**GIVEN RECORDS**

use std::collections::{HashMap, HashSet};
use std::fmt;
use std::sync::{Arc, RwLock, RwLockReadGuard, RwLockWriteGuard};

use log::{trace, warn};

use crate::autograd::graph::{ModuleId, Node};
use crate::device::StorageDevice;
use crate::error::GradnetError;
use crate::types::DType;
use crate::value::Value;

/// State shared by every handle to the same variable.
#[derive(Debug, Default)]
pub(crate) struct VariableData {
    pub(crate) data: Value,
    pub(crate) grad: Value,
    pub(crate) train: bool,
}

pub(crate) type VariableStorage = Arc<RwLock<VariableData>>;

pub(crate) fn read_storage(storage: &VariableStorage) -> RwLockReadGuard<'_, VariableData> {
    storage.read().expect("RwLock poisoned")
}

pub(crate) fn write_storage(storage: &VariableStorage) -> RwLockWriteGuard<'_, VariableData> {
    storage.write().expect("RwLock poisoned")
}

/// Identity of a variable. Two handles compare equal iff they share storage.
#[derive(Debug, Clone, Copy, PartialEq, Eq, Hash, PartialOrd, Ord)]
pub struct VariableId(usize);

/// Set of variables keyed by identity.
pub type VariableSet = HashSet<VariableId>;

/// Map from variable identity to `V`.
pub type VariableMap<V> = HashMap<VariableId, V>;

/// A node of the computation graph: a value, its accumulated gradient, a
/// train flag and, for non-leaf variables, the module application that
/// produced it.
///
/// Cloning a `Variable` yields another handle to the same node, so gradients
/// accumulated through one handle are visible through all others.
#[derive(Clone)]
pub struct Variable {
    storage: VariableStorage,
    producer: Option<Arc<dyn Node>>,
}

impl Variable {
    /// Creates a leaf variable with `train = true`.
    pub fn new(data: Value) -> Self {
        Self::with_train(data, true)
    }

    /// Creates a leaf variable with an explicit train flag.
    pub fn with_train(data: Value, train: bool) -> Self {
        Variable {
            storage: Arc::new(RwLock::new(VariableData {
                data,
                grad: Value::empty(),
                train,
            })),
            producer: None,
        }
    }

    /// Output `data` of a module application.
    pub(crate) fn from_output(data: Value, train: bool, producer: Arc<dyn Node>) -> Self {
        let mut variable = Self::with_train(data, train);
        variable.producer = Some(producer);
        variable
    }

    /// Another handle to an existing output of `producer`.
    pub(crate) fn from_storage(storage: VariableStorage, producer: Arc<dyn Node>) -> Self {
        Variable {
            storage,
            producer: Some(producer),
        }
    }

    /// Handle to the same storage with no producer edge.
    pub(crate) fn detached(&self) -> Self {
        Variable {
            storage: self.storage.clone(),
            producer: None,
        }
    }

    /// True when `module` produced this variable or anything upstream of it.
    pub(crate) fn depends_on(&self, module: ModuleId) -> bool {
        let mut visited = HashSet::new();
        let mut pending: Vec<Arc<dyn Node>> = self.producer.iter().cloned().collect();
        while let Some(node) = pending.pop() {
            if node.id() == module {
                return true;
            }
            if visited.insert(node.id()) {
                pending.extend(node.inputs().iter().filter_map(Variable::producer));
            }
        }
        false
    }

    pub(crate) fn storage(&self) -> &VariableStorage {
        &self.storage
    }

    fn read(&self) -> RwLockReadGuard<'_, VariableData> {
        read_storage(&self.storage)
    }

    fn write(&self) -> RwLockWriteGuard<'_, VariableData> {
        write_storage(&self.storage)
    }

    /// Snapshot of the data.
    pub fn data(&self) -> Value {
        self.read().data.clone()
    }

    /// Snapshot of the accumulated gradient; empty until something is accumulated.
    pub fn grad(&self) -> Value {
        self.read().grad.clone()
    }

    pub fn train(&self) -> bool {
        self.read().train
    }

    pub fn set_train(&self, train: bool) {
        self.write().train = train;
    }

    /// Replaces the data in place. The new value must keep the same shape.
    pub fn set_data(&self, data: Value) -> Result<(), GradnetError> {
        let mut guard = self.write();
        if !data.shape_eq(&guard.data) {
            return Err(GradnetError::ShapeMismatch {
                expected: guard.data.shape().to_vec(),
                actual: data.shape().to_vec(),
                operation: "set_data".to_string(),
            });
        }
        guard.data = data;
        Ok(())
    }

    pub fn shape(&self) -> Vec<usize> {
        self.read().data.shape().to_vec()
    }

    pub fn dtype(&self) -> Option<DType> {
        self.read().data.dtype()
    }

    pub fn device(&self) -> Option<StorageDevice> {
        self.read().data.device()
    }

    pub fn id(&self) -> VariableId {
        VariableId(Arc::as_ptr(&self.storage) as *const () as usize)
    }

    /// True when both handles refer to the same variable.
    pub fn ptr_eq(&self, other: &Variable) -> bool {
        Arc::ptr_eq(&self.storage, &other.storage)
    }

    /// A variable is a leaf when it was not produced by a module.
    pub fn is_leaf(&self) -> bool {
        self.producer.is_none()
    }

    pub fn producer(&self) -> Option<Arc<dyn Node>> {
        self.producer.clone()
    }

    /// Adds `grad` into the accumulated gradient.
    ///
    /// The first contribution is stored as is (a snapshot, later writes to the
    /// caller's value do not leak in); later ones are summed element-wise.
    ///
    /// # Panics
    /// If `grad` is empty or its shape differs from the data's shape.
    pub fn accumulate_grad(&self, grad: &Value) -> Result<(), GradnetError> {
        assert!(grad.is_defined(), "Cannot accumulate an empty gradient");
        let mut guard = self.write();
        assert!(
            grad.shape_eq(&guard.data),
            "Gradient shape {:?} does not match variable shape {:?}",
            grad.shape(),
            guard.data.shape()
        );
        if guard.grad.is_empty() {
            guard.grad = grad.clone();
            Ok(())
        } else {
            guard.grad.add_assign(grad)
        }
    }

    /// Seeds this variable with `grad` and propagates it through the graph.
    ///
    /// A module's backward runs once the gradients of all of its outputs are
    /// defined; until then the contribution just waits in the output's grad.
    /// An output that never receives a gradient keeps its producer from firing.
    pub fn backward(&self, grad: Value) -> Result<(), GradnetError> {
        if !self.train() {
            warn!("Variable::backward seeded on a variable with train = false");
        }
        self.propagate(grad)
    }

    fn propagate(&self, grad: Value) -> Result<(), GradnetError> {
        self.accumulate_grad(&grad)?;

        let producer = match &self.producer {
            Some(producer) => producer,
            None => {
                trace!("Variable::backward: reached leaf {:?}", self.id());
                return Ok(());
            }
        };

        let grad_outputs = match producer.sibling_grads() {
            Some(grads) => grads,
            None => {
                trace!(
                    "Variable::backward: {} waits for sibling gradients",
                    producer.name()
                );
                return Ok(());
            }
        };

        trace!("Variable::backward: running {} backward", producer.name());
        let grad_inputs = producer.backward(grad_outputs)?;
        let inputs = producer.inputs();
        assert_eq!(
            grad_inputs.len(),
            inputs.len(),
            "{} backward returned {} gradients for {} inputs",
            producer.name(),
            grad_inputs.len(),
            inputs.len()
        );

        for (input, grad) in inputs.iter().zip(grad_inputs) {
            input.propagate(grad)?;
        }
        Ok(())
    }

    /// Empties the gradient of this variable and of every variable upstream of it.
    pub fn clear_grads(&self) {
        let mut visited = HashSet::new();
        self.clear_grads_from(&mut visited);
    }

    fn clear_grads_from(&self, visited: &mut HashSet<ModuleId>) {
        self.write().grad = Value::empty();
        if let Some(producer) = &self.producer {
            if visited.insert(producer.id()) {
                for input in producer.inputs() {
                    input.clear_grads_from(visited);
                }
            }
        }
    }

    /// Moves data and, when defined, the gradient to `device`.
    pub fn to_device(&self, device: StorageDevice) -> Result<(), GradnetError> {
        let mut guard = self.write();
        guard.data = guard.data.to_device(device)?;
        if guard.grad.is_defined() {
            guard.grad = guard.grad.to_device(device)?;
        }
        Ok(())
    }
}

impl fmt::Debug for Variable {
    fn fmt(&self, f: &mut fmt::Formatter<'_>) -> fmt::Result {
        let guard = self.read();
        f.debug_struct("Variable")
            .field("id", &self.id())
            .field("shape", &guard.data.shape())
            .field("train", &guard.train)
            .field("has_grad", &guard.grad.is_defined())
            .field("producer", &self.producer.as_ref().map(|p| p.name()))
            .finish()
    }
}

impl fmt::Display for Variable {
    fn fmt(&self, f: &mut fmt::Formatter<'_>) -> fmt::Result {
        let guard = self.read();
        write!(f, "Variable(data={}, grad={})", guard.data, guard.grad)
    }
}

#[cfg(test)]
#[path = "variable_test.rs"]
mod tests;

**PROBLEM TO WORK ON**
A single number is the whole answer: please count how many lines of the records above include the string "ModuleId".

**REPLY**
3